• _Exercise input_
※

//! Blocking synchronization primitives.
//!
//! This module provides the lock and signaling types of the crate:
//! - [`Mutex`]: a non-recursive mutual exclusion lock,
//! - [`RecursiveMutex`]: a lock its owner may take repeatedly,
//! - [`FastMutex`]: a spin lock built on [`AtomicFlag`](crate::AtomicFlag),
//! - [`LockGuard`]: scoped ownership of any of the above,
//! - [`Condvar`]: wait/notify signaling paired with a mutex.
//!
//! ## Design notes
//!
//! - The locks do not wrap data. They are opaque objects that protect
//!   whatever the caller associates with them, like their pthread and
//!   Win32 counterparts.
//! - Blocking happens in the operating system scheduler. Nothing here is
//!   asynchronous and nothing can time out; [`Lockable::try_lock`] is the
//!   only non-blocking operation.
//! - Mutexes must be unlocked when dropped.

mod condvar;
mod fast;
mod guard;
mod lockable;
mod mutex;
mod recursive;

pub use condvar::{Condvar, CondvarLock};
pub use fast::FastMutex;
pub use guard::LockGuard;
pub use lockable::Lockable;
pub use mutex::Mutex;
pub use recursive::RecursiveMutex;
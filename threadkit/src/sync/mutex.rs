use super::condvar::{Condvar, private};
use super::lockable::Lockable;
use crate::sys::RawLock;
use crate::sys::platform;

use std::fmt;

/// A non-recursive mutual exclusion lock.
///
/// At most one thread holds a `Mutex` at a time. Locking a mutex the
/// calling thread already holds never returns: the thread deadlocks
/// itself. This holds on every backend, including Win32 where the native
/// critical section would otherwise grant the second acquisition.
///
/// Prefer [`LockGuard`](super::LockGuard) over calling
/// [`unlock`](Self::unlock) by hand.
///
/// # Examples
///
/// ```rust
/// use threadkit::{LockGuard, Mutex};
///
/// let mutex = Mutex::new();
/// {
///     let _guard = LockGuard::new(&mutex);
///     assert!(!mutex.try_lock());
/// }
/// assert!(mutex.try_lock());
/// unsafe { mutex.unlock() };
/// ```
pub struct Mutex {
    inner: platform::Mutex,
}

impl Mutex {
    /// Creates an unlocked mutex.
    pub fn new() -> Self {
        Self {
            inner: platform::Mutex::new(),
        }
    }

    /// Blocks until the calling thread holds the lock.
    pub fn lock(&self) {
        self.inner.lock();
    }

    /// Takes the lock if it is free. Never blocks.
    pub fn try_lock(&self) -> bool {
        self.inner.try_lock()
    }

    /// Releases the lock.
    ///
    /// # Safety
    ///
    /// The calling thread must hold the lock.
    pub unsafe fn unlock(&self) {
        unsafe { self.inner.unlock() }
    }
}

impl Default for Mutex {
    fn default() -> Self {
        Self::new()
    }
}

impl fmt::Debug for Mutex {
    fn fmt(&self, f: &mut fmt::Formatter<'_>) -> fmt::Result {
        f.debug_struct("Mutex").finish_non_exhaustive()
    }
}

impl Lockable for Mutex {
    fn lock(&self) {
        Mutex::lock(self)
    }

    fn try_lock(&self) -> bool {
        Mutex::try_lock(self)
    }

    unsafe fn unlock(&self) {
        unsafe { Mutex::unlock(self) }
    }
}

impl private::Sealed for Mutex {
    unsafe fn wait_on(&self, condvar: &Condvar) {
        unsafe { condvar.native().wait(&self.inner) }
    }
}

impl super::CondvarLock for Mutex {}
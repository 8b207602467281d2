//! Durations and sleeping.
//!
//! This module provides:
//! - [`Ratio`] and the [`Period`] trait, compile-time unit descriptions,
//! - [`Duration`], a signed tick count in a given unit,
//! - the standard unit aliases ([`Nanoseconds`] through [`Hours`]),
//! - [`sleep_for`] and [`sleep`], which suspend the calling thread.

mod duration;
mod ratio;
mod sleep;

#[doc(inline)]
pub use duration::{Duration, Hours, Microseconds, Milliseconds, Minutes, Nanoseconds, Seconds};

#[doc(inline)]
pub use ratio::{Micro, Milli, Nano, Period, Ratio};

#[doc(inline)]
pub use sleep::{sleep, sleep_for};
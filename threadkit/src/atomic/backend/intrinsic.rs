//! Lock-free backend built on `core::sync::atomic`.

use super::{AtomicCell, FlagBackend};
use crate::atomic::order::MemoryOrder;

use std::sync::atomic::AtomicBool;

/// Flag backed by a hardware atomic exchange.
pub(crate) struct IntrinsicFlag(AtomicBool);

impl FlagBackend for IntrinsicFlag {
    const LOCK_FREE: bool = true;

    fn new(set: bool) -> Self {
        Self(AtomicBool::new(set))
    }

    fn test_and_set(&self, order: MemoryOrder) -> bool {
        self.0.swap(true, order.for_rmw())
    }

    fn clear(&self, order: MemoryOrder) {
        self.0.store(false, order.for_store());
    }
}

macro_rules! intrinsic_cell {
    ($($width:tt => $($atomic:ident($ty:ty)),+;)*) => {$($(
        #[cfg(target_has_atomic = $width)]
        impl AtomicCell<$ty> for std::sync::atomic::$atomic {
            const LOCK_FREE: bool = true;

            fn new(value: $ty) -> Self {
                std::sync::atomic::$atomic::new(value)
            }

            fn load(&self, order: MemoryOrder) -> $ty {
                std::sync::atomic::$atomic::load(self, order.for_load())
            }

            fn store(&self, value: $ty, order: MemoryOrder) {
                std::sync::atomic::$atomic::store(self, value, order.for_store())
            }

            fn swap(&self, value: $ty, order: MemoryOrder) -> $ty {
                std::sync::atomic::$atomic::swap(self, value, order.for_rmw())
            }

            fn fetch_add(&self, value: $ty, order: MemoryOrder) -> $ty {
                std::sync::atomic::$atomic::fetch_add(self, value, order.for_rmw())
            }

            fn fetch_sub(&self, value: $ty, order: MemoryOrder) -> $ty {
                std::sync::atomic::$atomic::fetch_sub(self, value, order.for_rmw())
            }
        }
    )+)*};
}

intrinsic_cell! {
    "8" => AtomicI8(i8), AtomicU8(u8);
    "16" => AtomicI16(i16), AtomicU16(u16);
    "32" => AtomicI32(i32), AtomicU32(u32);
    "64" => AtomicI64(i64), AtomicU64(u64);
    "ptr" => AtomicIsize(isize), AtomicUsize(usize);
}
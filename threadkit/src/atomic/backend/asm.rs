//! Inline-assembly flag for x86 and x86_64.
//!
//! `xchg` with a memory operand is implicitly locked and acts as a full
//! barrier, so the requested memory order is accepted but never weakens
//! anything.

use super::FlagBackend;
use crate::atomic::order::MemoryOrder;

use std::arch::asm;
use std::cell::UnsafeCell;

/// Flag driven by a raw `xchg` instruction.
pub(crate) struct AsmFlag {
    flag: UnsafeCell<u32>,
}

// Safety: every access to `flag` goes through a locked `xchg`.
unsafe impl Send for AsmFlag {}
unsafe impl Sync for AsmFlag {}

impl AsmFlag {
    /// Atomically stores `value` and returns the previous contents.
    fn exchange(&self, value: u32) -> u32 {
        let mut value = value;

        unsafe {
            asm!(
                "xchg {value:e}, dword ptr [{flag}]",
                value = inout(reg) value,
                flag = in(reg) self.flag.get(),
                options(nostack, preserves_flags),
            );
        }

        value
    }
}

impl FlagBackend for AsmFlag {
    const LOCK_FREE: bool = true;

    fn new(set: bool) -> Self {
        Self {
            flag: UnsafeCell::new(set as u32),
        }
    }

    fn test_and_set(&self, _order: MemoryOrder) -> bool {
        self.exchange(1) != 0
    }

    fn clear(&self, _order: MemoryOrder) {
        self.exchange(0);
    }
}
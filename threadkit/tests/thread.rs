use std::collections::HashSet;
use std::env;
use std::process::Command;
use std::sync::Arc;
use threadkit::time::Milliseconds;
use threadkit::{Atomic, Builder, Error, MemoryOrder, Thread, ThreadId, this_thread};

const ABORT_CHILD_ENV: &str = "THREADKIT_ABORT_CHILD";

#[test]
fn test_join_makes_writes_visible() {
    let value = Arc::new(Atomic::<u64>::new(0));

    let mut thread = Thread::new(
        |value: Arc<Atomic<u64>>| value.store(42, MemoryOrder::Relaxed),
        value.clone(),
    );

    assert!(thread.joinable());
    thread.join();
    assert!(!thread.joinable());

    assert_eq!(value.load(MemoryOrder::Relaxed), 42);
}

#[test]
fn test_detach_keeps_thread_running() {
    let done = Arc::new(Atomic::<u32>::new(0));

    let mut thread = Thread::new(
        |done: Arc<Atomic<u32>>| {
            this_thread::sleep_for(Milliseconds::new(20));
            done.store(1, MemoryOrder::Release);
        },
        done.clone(),
    );

    let id = thread.id();
    thread.detach();

    assert!(!thread.joinable());
    assert!(thread.native_handle().is_none());
    assert!(!id.is_none());
    assert_eq!(thread.id(), ThreadId::default());

    for _ in 0..500 {
        if done.load(MemoryOrder::Acquire) == 1 {
            return;
        }
        this_thread::sleep_for(Milliseconds::new(10));
    }

    panic!("detached thread never finished");
}

#[test]
fn test_ids_are_distinct() {
    let mut threads: Vec<Thread> = (0..8).map(|_| Thread::spawn(|| {})).collect();

    let ids: HashSet<ThreadId> = threads.iter().map(Thread::id).collect();
    assert_eq!(ids.len(), 8);
    assert!(!ids.contains(&this_thread::id()));

    for thread in &mut threads {
        thread.join();
    }
}

#[test]
fn test_id_matches_inside_thread() {
    let seen = Arc::new(Atomic::<u64>::new(0));

    let mut thread = Thread::new(
        |seen: Arc<Atomic<u64>>| seen.store(this_thread::id().as_u64(), MemoryOrder::SeqCst),
        seen.clone(),
    );
    let id = thread.id();
    thread.join();

    assert!(!id.is_none());
    assert_eq!(seen.get(), id.as_u64());
}

#[test]
fn test_id_is_default_after_join() {
    let mut thread = Thread::spawn(|| {});
    let id = thread.id();
    assert!(!id.is_none());

    thread.join();

    assert_eq!(thread.id(), ThreadId::default());
    assert_ne!(id, thread.id());
}

#[test]
fn test_current_id_is_stable() {
    let first = this_thread::id();
    let second = this_thread::id();

    assert!(!first.is_none());
    assert_eq!(first, second);
}

#[test]
fn test_empty_handle() {
    let mut thread = Thread::default();

    assert!(!thread.joinable());
    assert!(thread.id().is_none());
    assert_eq!(thread.id(), ThreadId::default());
    assert!(thread.native_handle().is_none());

    thread.detach();
    assert!(!thread.joinable());
}

#[cfg(debug_assertions)]
#[test]
#[should_panic(expected = "non-joinable")]
fn test_join_empty_handle_panics_in_debug() {
    let mut thread = Thread::default();
    thread.join();
}

#[test]
fn test_native_handle_while_joinable() {
    let mut thread = Thread::spawn(|| this_thread::sleep_for(Milliseconds::new(5)));

    assert!(thread.native_handle().is_some());
    thread.join();
    assert!(thread.native_handle().is_none());
}

#[test]
fn test_hardware_concurrency() {
    let count = Thread::hardware_concurrency();

    if cfg!(any(target_os = "linux", windows)) {
        assert!(count >= 1);
    }
}

#[test]
fn test_builder_named_thread() {
    let ran = Arc::new(Atomic::<u32>::new(0));

    let mut thread = Builder::new()
        .name("threadkit-worker-with-a-long-name")
        .spawn(
            |ran: Arc<Atomic<u32>>| ran.store(1, MemoryOrder::SeqCst),
            ran.clone(),
        )
        .expect("spawn failed");

    thread.join();
    assert_eq!(ran.get(), 1);
}

#[test]
fn test_builder_stack_size() {
    let mut thread = Builder::new()
        .stack_size(1024 * 1024)
        .spawn(
            |_: ()| {
                let buffer = std::hint::black_box([1u8; 128 * 1024]);
                assert_eq!(buffer.iter().map(|&b| b as usize).sum::<usize>(), 128 * 1024);
            },
            (),
        )
        .expect("spawn failed");

    thread.join();
}

#[test]
fn test_builder_rejects_nul_in_name() {
    let result = Builder::new().name("bad\0name").spawn(|_: ()| {}, ());

    assert!(matches!(result, Err(Error::InvalidName)));
}

#[test]
#[should_panic(expected = "stack_size must be > 0")]
fn test_builder_zero_stack_size_panics() {
    let _ = Builder::new().stack_size(0);
}

#[test]
fn test_drop_joinable_aborts() {
    let exe = env::current_exe().expect("test binary path");

    let status = Command::new(exe)
        .args(["--exact", "child_drop_joinable", "--nocapture"])
        .env(ABORT_CHILD_ENV, "1")
        .status()
        .expect("failed to run child test");

    assert!(!status.success());

    #[cfg(unix)]
    {
        use std::os::unix::process::ExitStatusExt;

        assert_eq!(status.signal(), Some(libc::SIGABRT));
    }
}

#[test]
fn child_drop_joinable() {
    if env::var_os(ABORT_CHILD_ENV).is_none() {
        return;
    }

    let thread = Thread::spawn(|| this_thread::sleep_for(Milliseconds::new(50)));
    drop(thread);
}
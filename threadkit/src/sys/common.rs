/// Operations every native lock exposes, regardless of backend.
///
/// Implemented by the `Mutex` and `RecursiveMutex` types of each platform
/// module so the public wrappers can stay backend agnostic.
pub(crate) trait RawLock {
    /// Blocks until the lock is held by the calling thread.
    fn lock(&self);

    /// Attempts to take the lock without blocking.
    fn try_lock(&self) -> bool;

    /// Releases the lock.
    ///
    /// # Safety
    ///
    /// The calling thread must currently hold the lock.
    unsafe fn unlock(&self);
}

/// Entry point handed to a freshly created native thread.
pub(crate) type ThreadMain = Box<dyn FnOnce() + Send + 'static>;

/// Smallest stack size ever requested from the operating system.
pub(crate) const MIN_STACK_SIZE: usize = 16 * 1024;
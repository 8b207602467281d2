use super::backend::{DefaultFlag, FlagBackend};
use super::order::MemoryOrder;

use std::fmt;

/// An atomic boolean with test-and-set and clear operations.
///
/// `AtomicFlag` is the smallest building block of the crate: it is enough
/// to implement a spin lock (see [`FastMutex`](crate::FastMutex)).
///
/// Depending on the target and enabled features the flag is driven by a
/// hardware atomic exchange, an inline `xchg` instruction, or a mutex. The
/// three behave identically; only [`is_lock_free`](Self::is_lock_free) and
/// performance tell them apart.
///
/// # Examples
///
/// ```rust
/// use threadkit::{AtomicFlag, MemoryOrder};
///
/// let flag = AtomicFlag::new();
/// assert!(!flag.test_and_set(MemoryOrder::SeqCst));
/// assert!(flag.test_and_set(MemoryOrder::SeqCst));
///
/// flag.clear(MemoryOrder::SeqCst);
/// assert!(!flag.test_and_set(MemoryOrder::SeqCst));
/// ```
pub struct AtomicFlag {
    inner: DefaultFlag,
}

impl AtomicFlag {
    /// Creates a cleared flag.
    pub fn new() -> Self {
        Self::with_state(false)
    }

    /// Creates a flag in the given state.
    pub fn with_state(set: bool) -> Self {
        Self {
            inner: DefaultFlag::new(set),
        }
    }

    /// Atomically sets the flag and returns the value it held before.
    pub fn test_and_set(&self, order: MemoryOrder) -> bool {
        self.inner.test_and_set(order)
    }

    /// Atomically clears the flag.
    pub fn clear(&self, order: MemoryOrder) {
        self.inner.clear(order)
    }

    /// Returns `true` if the flag is driven without a lock.
    pub fn is_lock_free(&self) -> bool {
        DefaultFlag::LOCK_FREE
    }
}

impl Default for AtomicFlag {
    fn default() -> Self {
        Self::new()
    }
}

impl fmt::Debug for AtomicFlag {
    fn fmt(&self, f: &mut fmt::Formatter<'_>) -> fmt::Result {
        f.debug_struct("AtomicFlag")
            .field("lock_free", &self.is_lock_free())
            .finish_non_exhaustive()
    }
}
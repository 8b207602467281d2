//! Lock-based fallback.
//!
//! Every operation takes a [`Mutex`] for its whole duration, which makes
//! each one sequentially consistent. The requested memory order is
//! accepted for interface parity and otherwise ignored; callers on this
//! path get no benefit from weaker orders.

use super::{AtomicCell, FlagBackend};
use crate::atomic::order::MemoryOrder;
use crate::atomic::value::AtomicValue;
use crate::sync::{LockGuard, Mutex};

use std::cell::UnsafeCell;

/// Flag stored next to the mutex that guards it.
pub(crate) struct LockedFlag {
    lock: Mutex,
    flag: UnsafeCell<bool>,
}

// Safety: `flag` is only read or written while `lock` is held.
unsafe impl Send for LockedFlag {}
unsafe impl Sync for LockedFlag {}

impl FlagBackend for LockedFlag {
    const LOCK_FREE: bool = false;

    fn new(set: bool) -> Self {
        Self {
            lock: Mutex::new(),
            flag: UnsafeCell::new(set),
        }
    }

    fn test_and_set(&self, _order: MemoryOrder) -> bool {
        let _guard = LockGuard::new(&self.lock);

        let flag = unsafe { &mut *self.flag.get() };
        let previous = *flag;
        *flag = true;
        previous
    }

    fn clear(&self, _order: MemoryOrder) {
        let _guard = LockGuard::new(&self.lock);
        unsafe { *self.flag.get() = false };
    }
}

/// Value stored next to the mutex that guards it.
pub struct LockedCell<T> {
    lock: Mutex,
    value: UnsafeCell<T>,
}

// Safety: `value` is only read or written while `lock` is held.
unsafe impl<T: Send> Send for LockedCell<T> {}
unsafe impl<T: Send> Sync for LockedCell<T> {}

impl<T: AtomicValue> LockedCell<T> {
    /// Runs `f` on the value with the lock held.
    fn with<R>(&self, f: impl FnOnce(&mut T) -> R) -> R {
        let _guard = LockGuard::new(&self.lock);
        f(unsafe { &mut *self.value.get() })
    }
}

impl<T: AtomicValue> AtomicCell<T> for LockedCell<T> {
    const LOCK_FREE: bool = false;

    fn new(value: T) -> Self {
        Self {
            lock: Mutex::new(),
            value: UnsafeCell::new(value),
        }
    }

    fn load(&self, _order: MemoryOrder) -> T {
        self.with(|value| *value)
    }

    fn store(&self, value: T, _order: MemoryOrder) {
        self.with(|current| *current = value);
    }

    fn swap(&self, value: T, _order: MemoryOrder) -> T {
        self.with(|current| std::mem::replace(current, value))
    }

    fn fetch_add(&self, value: T, _order: MemoryOrder) -> T {
        self.with(|current| {
            let previous = *current;
            *current = previous.wrapping_add(value);
            previous
        })
    }

    fn fetch_sub(&self, value: T, _order: MemoryOrder) -> T {
        self.with(|current| {
            let previous = *current;
            *current = previous.wrapping_sub(value);
            previous
        })
    }
}
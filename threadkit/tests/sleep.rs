use std::time::{Duration, Instant};
use threadkit::this_thread;
use threadkit::time::{Microseconds, Milliseconds, Nanoseconds, Seconds};

#[test]
fn test_sleep_for_lower_bound() {
    let start = Instant::now();
    this_thread::sleep_for(Milliseconds::new(100));

    assert!(start.elapsed() >= Duration::from_millis(95));
}

#[test]
fn test_sleep_for_microseconds() {
    let start = Instant::now();
    this_thread::sleep_for(Microseconds::new(20_000));

    assert!(start.elapsed() >= Duration::from_millis(19));
}

#[test]
fn test_sleep_for_non_positive_returns_immediately() {
    let start = Instant::now();

    this_thread::sleep_for(Seconds::new(0));
    this_thread::sleep_for(Seconds::new(-10));
    this_thread::sleep_for(Nanoseconds::new(-1));

    assert!(start.elapsed() < Duration::from_secs(1));
}

#[test]
fn test_sleep_std_duration() {
    let start = Instant::now();
    this_thread::sleep(Duration::from_millis(30));

    assert!(start.elapsed() >= Duration::from_millis(29));
}

#[test]
fn test_duration_count() {
    assert_eq!(Milliseconds::new(42).count(), 42);
    assert_eq!(Seconds::default().count(), 0);
}
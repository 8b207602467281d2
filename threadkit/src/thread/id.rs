use crate::atomic::{Atomic, MemoryOrder};

use std::fmt;
use std::sync::LazyLock;

/// Source of thread ids. `0` is reserved for "no thread".
static NEXT_ID: LazyLock<Atomic<u64>> = LazyLock::new(|| Atomic::new(1));

/// A unique identifier for a thread.
///
/// Ids are totally ordered, hashable and printable. They stay valid after
/// the [`Thread`](super::Thread) they came from is joined, detached or
/// dropped, and are never handed to another thread within the same
/// process.
///
/// `ThreadId::default()` identifies no thread; it is what an empty
/// [`Thread`](super::Thread) handle reports.
#[derive(Debug, Clone, Copy, PartialEq, Eq, PartialOrd, Ord, Hash, Default)]
pub struct ThreadId(u64);

impl ThreadId {
    /// The id of no thread.
    pub(crate) const NONE: ThreadId = ThreadId(0);

    /// Hands out the next unused id.
    pub(crate) fn allocate() -> Self {
        Self(NEXT_ID.fetch_add(1, MemoryOrder::Relaxed))
    }

    /// Returns `true` for the id of no thread.
    pub fn is_none(&self) -> bool {
        self.0 == 0
    }

    /// The raw numeric value of the id.
    pub fn as_u64(&self) -> u64 {
        self.0
    }
}

impl fmt::Display for ThreadId {
    fn fmt(&self, f: &mut fmt::Formatter<'_>) -> fmt::Result {
        fmt::Display::fmt(&self.0, f)
    }
}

※

• _Exercise objective_
From the top of the material above, print every line exactly, ending with the line that holds "objects that protect".

• _Written solution_
//! Blocking synchronization primitives.
//!
//! This module provides the lock and signaling types of the crate:
//! - [`Mutex`]: a non-recursive mutual exclusion lock,
//! - [`RecursiveMutex`]: a lock its owner may take repeatedly,
//! - [`FastMutex`]: a spin lock built on [`AtomicFlag`](crate::AtomicFlag),
//! - [`LockGuard`]: scoped ownership of any of the above,
//! - [`Condvar`]: wait/notify signaling paired with a mutex.
//!
//! ## Design notes
//!
//! - The locks do not wrap data. They are opaque objects that protect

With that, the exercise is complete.